The evidence supporting lockdowns is shockingly weak, resting on little more than anecdote, faith and tendentious modelling.

An almost-empty Martin Place in Sydney on Monday. Picture: Getty Images
An almost-empty Martin Place in Sydney on Monday. Picture: Getty Images

Imagine if lockdowns caused more harm than good. That would be a shocking thought for our public health grandees who, with every fresh handful of Covid-19 cases, have been locking down the nation’s largest cities during the past 15 months.

But it’s more than a theoretical possibility for Sydneysiders to chew over during their second lockdown. New American research published last week, comparing the policies of 50 US states and 43 countries, fails to find evidence that lockdowns saved lives in net terms.

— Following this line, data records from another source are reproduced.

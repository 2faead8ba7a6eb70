//! Browse facade: filter state, derived page view and the scroll signal
use crate::config::Config;
use crate::debounce::Debouncer;
use crate::error::{FinderError, Result};
use crate::metrics::Metrics;
use crate::model::{Category, CategoryId, CategoryLookup, Feature, Filters, ALL_CATEGORIES};
use crate::pagination;
use crate::search::{CacheStats, FeatureSet, FilterEngine};
use crossbeam_channel::{unbounded, Receiver, Sender};
use log::{debug, info};
use std::num::NonZeroUsize;
use std::sync::Arc;
use std::time::Duration;
use tokio::time::Instant;

/// Side-channel notifications for the presentation layer.
#[derive(Debug, Clone, Copy, PartialEq, Eq)]
pub enum BrowseEvent {
    /// Sent once per completed search, category change or snapshot
    /// replacement. Page moves never send it.
    ScrollToTop,
}

#[derive(Debug, Clone, PartialEq, Eq)]
pub struct BrowseOptions {
    pub page_size: usize,
    /// Page count the caller computed up front. Replaced by the first
    /// filtering pass.
    pub initial_last_page: usize,
    pub debounce: Duration,
    pub cache_capacity: Option<NonZeroUsize>,
}

impl BrowseOptions {
    pub fn new(page_size: usize) -> Self {
        Self {
            page_size,
            initial_last_page: 1,
            debounce: Duration::from_millis(500),
            cache_capacity: None,
        }
    }

    pub fn from_config(config: &Config) -> Result<Self> {
        config.validate()?;
        Ok(Self {
            page_size: config.browse.page_size,
            initial_last_page: 1,
            debounce: Duration::from_millis(config.browse.debounce_ms),
            cache_capacity: config.cache.max_entries.and_then(NonZeroUsize::new),
        })
    }

    pub fn initial_last_page(mut self, last_page: usize) -> Self {
        self.initial_last_page = last_page;
        self
    }

    pub fn debounce(mut self, delay: Duration) -> Self {
        self.debounce = delay;
        self
    }

    pub fn cache_capacity(mut self, capacity: Option<NonZeroUsize>) -> Self {
        self.cache_capacity = capacity;
        self
    }
}

/// What the presentation layer renders for the current filters.
#[derive(Debug, Clone, PartialEq, Eq)]
pub struct PageView {
    pub items: Vec<Feature>,
    pub total_count: usize,
    pub page: usize,
    pub last_page: usize,
    pub is_empty: bool,
}

impl PageView {
    fn build(results: &[Feature], page: usize, page_size: usize) -> Self {
        let items = pagination::slice(results, page, page_size).to_vec();
        Self {
            items,
            is_empty: results.is_empty(),
            total_count: results.len(),
            page,
            last_page: pagination::last_page(results.len(), page_size),
        }
    }

    pub fn has_previous(&self) -> bool {
        self.page > 1
    }

    pub fn has_next(&self) -> bool {
        self.page < self.last_page
    }
}

/// Owns one feature snapshot and the browse state over it.
///
/// Category and page intents apply immediately. Search text goes through a
/// debouncer and only becomes visible once [`tick`](Self::tick),
/// [`settle`](Self::settle) or [`flush_search`](Self::flush_search) releases
/// it; a pending search is not cancelled by category or page moves and
/// resets the page to 1 when it lands.
pub struct FeatureSearchController {
    features: Arc<[Feature]>,
    categories: Vec<Category>,
    category_lookup: CategoryLookup,
    filters: Filters,
    engine: FilterEngine,
    debouncer: Debouncer<String>,
    results: FeatureSet,
    view: PageView,
    subscribers: Vec<Sender<BrowseEvent>>,
    metrics: Arc<Metrics>,
}

impl FeatureSearchController {
    pub fn new(
        features: Vec<Feature>,
        categories: Vec<Category>,
        category_lookup: CategoryLookup,
        options: BrowseOptions,
    ) -> Result<Self> {
        Self::with_metrics(
            features,
            categories,
            category_lookup,
            options,
            Arc::new(Metrics::new()),
        )
    }

    pub fn with_metrics(
        features: Vec<Feature>,
        categories: Vec<Category>,
        category_lookup: CategoryLookup,
        options: BrowseOptions,
        metrics: Arc<Metrics>,
    ) -> Result<Self> {
        if options.page_size == 0 {
            return Err(FinderError::InvalidPageSize(options.page_size));
        }

        let features: Arc<[Feature]> = features.into();
        let filters = Filters::new(options.page_size);
        let mut engine = FilterEngine::new(Arc::clone(&metrics), options.cache_capacity);
        let results = engine.apply(&features, &filters.category_filter(), filters.search_text());
        let view = PageView::build(&results, filters.page(), options.page_size);

        if view.last_page != options.initial_last_page {
            debug!(
                "Initial last page {} replaced by computed {}",
                options.initial_last_page, view.last_page
            );
        }

        Ok(Self {
            features,
            categories,
            category_lookup,
            filters,
            engine,
            debouncer: Debouncer::new(options.debounce),
            results,
            view,
            subscribers: Vec::new(),
            metrics,
        })
    }

    /// Schedules a search for `query`; see [`set_search_at`](Self::set_search_at).
    pub fn set_search(&mut self, query: impl Into<String>) {
        self.set_search_at(query, Instant::now());
    }

    pub fn set_search_at(&mut self, query: impl Into<String>, now: Instant) {
        if self.debouncer.schedule(query.into(), now).is_some() {
            self.metrics.searches_superseded.inc();
        }
    }

    /// Applies the pending search if its delay has elapsed.
    pub fn tick(&mut self) -> bool {
        self.tick_at(Instant::now())
    }

    pub fn tick_at(&mut self, now: Instant) -> bool {
        match self.debouncer.poll(now) {
            Some(query) => {
                self.apply_search(query);
                true
            }
            None => false,
        }
    }

    /// Waits for the pending search to come due and applies it.
    ///
    /// Must be awaited inside a tokio runtime with the time driver enabled.
    pub async fn settle(&mut self) -> bool {
        match self.debouncer.wait_due().await {
            Some(query) => {
                self.apply_search(query);
                true
            }
            None => false,
        }
    }

    /// Applies the pending search now, skipping the rest of the delay.
    pub fn flush_search(&mut self) -> bool {
        match self.debouncer.flush() {
            Some(query) => {
                self.apply_search(query);
                true
            }
            None => false,
        }
    }

    pub fn has_pending_search(&self) -> bool {
        self.debouncer.is_pending()
    }

    pub fn pending_search_deadline(&self) -> Option<Instant> {
        self.debouncer.deadline()
    }

    pub fn set_category(&mut self, category: impl Into<String>) {
        self.filters = self.filters.with_category(category);
        debug!("Category set to {:?}", self.filters.category());
        self.refilter();
    }

    /// Drops the category filter. Same as `set_category(ALL_CATEGORIES)`.
    pub fn clear_category(&mut self) {
        self.set_category(ALL_CATEGORIES);
    }

    /// Moves to `page`, clamped into `1..=last_page`. Reuses the current
    /// filtered set.
    pub fn set_page(&mut self, page: usize) {
        let page = pagination::clamp_page(page, self.view.last_page);
        self.filters = self.filters.with_page(page);
        self.metrics.page_changes.inc();
        self.view = PageView::build(&self.results, page, self.filters.page_size());
    }

    pub fn next_page(&mut self) {
        self.set_page(self.filters.page().saturating_add(1));
    }

    pub fn previous_page(&mut self) {
        self.set_page(self.filters.page().saturating_sub(1));
    }

    /// Swaps in a new snapshot. Every cached result belongs to the old
    /// snapshot and is dropped.
    pub fn replace_features(&mut self, features: Vec<Feature>) {
        info!(
            "Replacing feature snapshot ({} -> {} features); discarding result cache",
            self.features.len(),
            features.len()
        );
        self.features = features.into();
        self.engine.reset();
        self.refilter();
    }

    pub fn current_page(&self) -> &PageView {
        &self.view
    }

    pub fn filters(&self) -> &Filters {
        &self.filters
    }

    /// The full filtered set behind the current page.
    pub fn results(&self) -> &FeatureSet {
        &self.results
    }

    pub fn features(&self) -> &[Feature] {
        &self.features
    }

    pub fn categories(&self) -> &[Category] {
        &self.categories
    }

    pub fn category_name(&self, id: CategoryId) -> Option<&str> {
        self.category_lookup.name(id)
    }

    pub fn cache_stats(&self) -> CacheStats {
        self.engine.cache_stats()
    }

    pub fn metrics(&self) -> &Arc<Metrics> {
        &self.metrics
    }

    pub fn subscribe(&mut self) -> Receiver<BrowseEvent> {
        let (tx, rx) = unbounded();
        self.subscribers.push(tx);
        rx
    }

    fn apply_search(&mut self, query: String) {
        self.filters = self.filters.with_search(query);
        self.metrics.searches_applied.inc();
        debug!("Search set to {:?}", self.filters.search_text());
        self.refilter();
    }

    fn refilter(&mut self) {
        self.results = self.engine.apply(
            &self.features,
            &self.filters.category_filter(),
            self.filters.search_text(),
        );
        self.metrics.refilters.inc();

        let last_page = pagination::last_page(self.results.len(), self.filters.page_size());
        let page = pagination::clamp_page(self.filters.page(), last_page);
        if page != self.filters.page() {
            self.filters = self.filters.with_page(page);
        }
        self.view = PageView::build(&self.results, page, self.filters.page_size());
        self.emit(BrowseEvent::ScrollToTop);
    }

    fn emit(&mut self, event: BrowseEvent) {
        self.subscribers.retain(|tx| tx.send(event).is_ok());
    }
}

#[cfg(test)]
mod tests {
    use super::*;

    fn controller(page_size: usize) -> FeatureSearchController {
        let categories = vec![Category::new(1, "Core"), Category::new(2, "Extras")];
        let lookup = CategoryLookup::from_categories(&categories);
        let features = (1..=7)
            .map(|i| Feature::new(i, format!("Feature {i}"), 1 + i % 2, vec![]))
            .collect();
        FeatureSearchController::new(features, categories, lookup, BrowseOptions::new(page_size))
            .unwrap()
    }

    #[test]
    fn test_zero_page_size_rejected() {
        let result = FeatureSearchController::new(
            vec![],
            vec![],
            CategoryLookup::default(),
            BrowseOptions::new(0),
        );
        assert!(matches!(result, Err(FinderError::InvalidPageSize(0))));
    }

    #[test]
    fn test_page_navigation_clamps() {
        let mut controller = controller(3);
        assert_eq!(controller.current_page().last_page, 3);

        controller.previous_page();
        assert_eq!(controller.current_page().page, 1);

        controller.set_page(99);
        assert_eq!(controller.current_page().page, 3);
        assert_eq!(controller.current_page().items.len(), 1);
        assert_eq!(controller.filters().offset(), 6);
        assert!(!controller.current_page().has_next());

        controller.set_page(0);
        assert_eq!(controller.current_page().page, 1);
        assert!(controller.current_page().has_next());
    }

    #[test]
    fn test_page_moves_do_not_refilter() {
        let mut controller = controller(2);
        let before = controller.cache_stats();
        controller.next_page();
        controller.next_page();
        assert_eq!(controller.cache_stats(), before);
        assert_eq!(controller.current_page().page, 3);
    }

    #[test]
    fn test_replace_features_discards_cache() {
        let mut controller = controller(10);
        let old = Arc::clone(controller.results());
        controller.set_page(1);
        controller.replace_features(vec![Feature::new(42, "Only", 1, vec![])]);

        assert!(!Arc::ptr_eq(&old, controller.results()));
        assert_eq!(controller.current_page().total_count, 1);
        assert_eq!(controller.cache_stats().entries, 1);
    }

    #[test]
    fn test_replace_features_clamps_page() {
        let mut controller = controller(2);
        controller.set_page(4);
        controller.replace_features(vec![Feature::new(1, "Solo", 1, vec![])]);
        assert_eq!(controller.current_page().page, 1);
        assert_eq!(controller.filters().offset(), 0);
    }

    #[test]
    fn test_initial_last_page_is_only_a_hint() {
        let features = (1..=5)
            .map(|i| Feature::new(i, format!("F{i}"), 1, vec![]))
            .collect();
        let options = BrowseOptions::new(2).initial_last_page(99);
        let controller =
            FeatureSearchController::new(features, vec![], CategoryLookup::default(), options)
                .unwrap();

        assert_eq!(controller.current_page().last_page, 3);
        assert_eq!(controller.current_page().page, 1);
    }

    #[test]
    fn test_blank_category_matches_nothing() {
        let mut controller = controller(3);
        for raw in ["", "   ", "\t"] {
            controller.set_category(raw);
            let view = controller.current_page();
            assert!(view.is_empty, "category {raw:?}");
            assert_eq!(view.total_count, 0);
            assert_eq!(view.last_page, 1);
        }

        controller.clear_category();
        assert_eq!(controller.filters().category(), ALL_CATEGORIES);
        assert_eq!(controller.current_page().total_count, 7);
    }

    #[test]
    fn test_category_name_lookup() {
        let controller = controller(5);
        assert_eq!(controller.category_name(CategoryId(2)), Some("Extras"));
        assert_eq!(controller.categories().len(), 2);
    }

    #[test]
    fn test_options_from_config() {
        let mut config = Config::default();
        config.browse.page_size = 3;
        config.browse.debounce_ms = 250;
        config.cache.max_entries = Some(8);

        let options = BrowseOptions::from_config(&config).unwrap();
        assert_eq!(options.page_size, 3);
        assert_eq!(options.debounce, Duration::from_millis(250));
        assert_eq!(options.cache_capacity, NonZeroUsize::new(8));
    }
}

Indeed, it seems they’ve killed people.

“To the contrary, we find a positive association between SIP (shelter in place, a US term for lockdowns) policies and excess deaths,” four economists and scientists from the University of Southern California and the Rand Corporation conclude in a working paper for the National Bureau of Economic Research. By looking at total deaths from all causes, the researchers avoid debates about what constitutes a Covid death and put the same weight on non-Covid as Covid deaths.

“Even if SIP policies reduce Covid-19 transmission, their impact on overall health is unclear, as SIP policies likely have several important unintended consequences,” the authors write, point­ing to stress and anxiety due to social isolation, increased drug abuse and suicides, child abuse, domestic violence and missed cancer screenings.

“I was expecting more hate mail, but the tide is turning; if I’d published this paper six months ago I would have gotten much more criticism,” co-author Neeraj Sood tells The Australian. Sood is smart to get ahead of his peers in condemning lockdowns, which are on track to be seen as among the greatest public policy disasters, a triumph of authoritarian hubris over liberal values.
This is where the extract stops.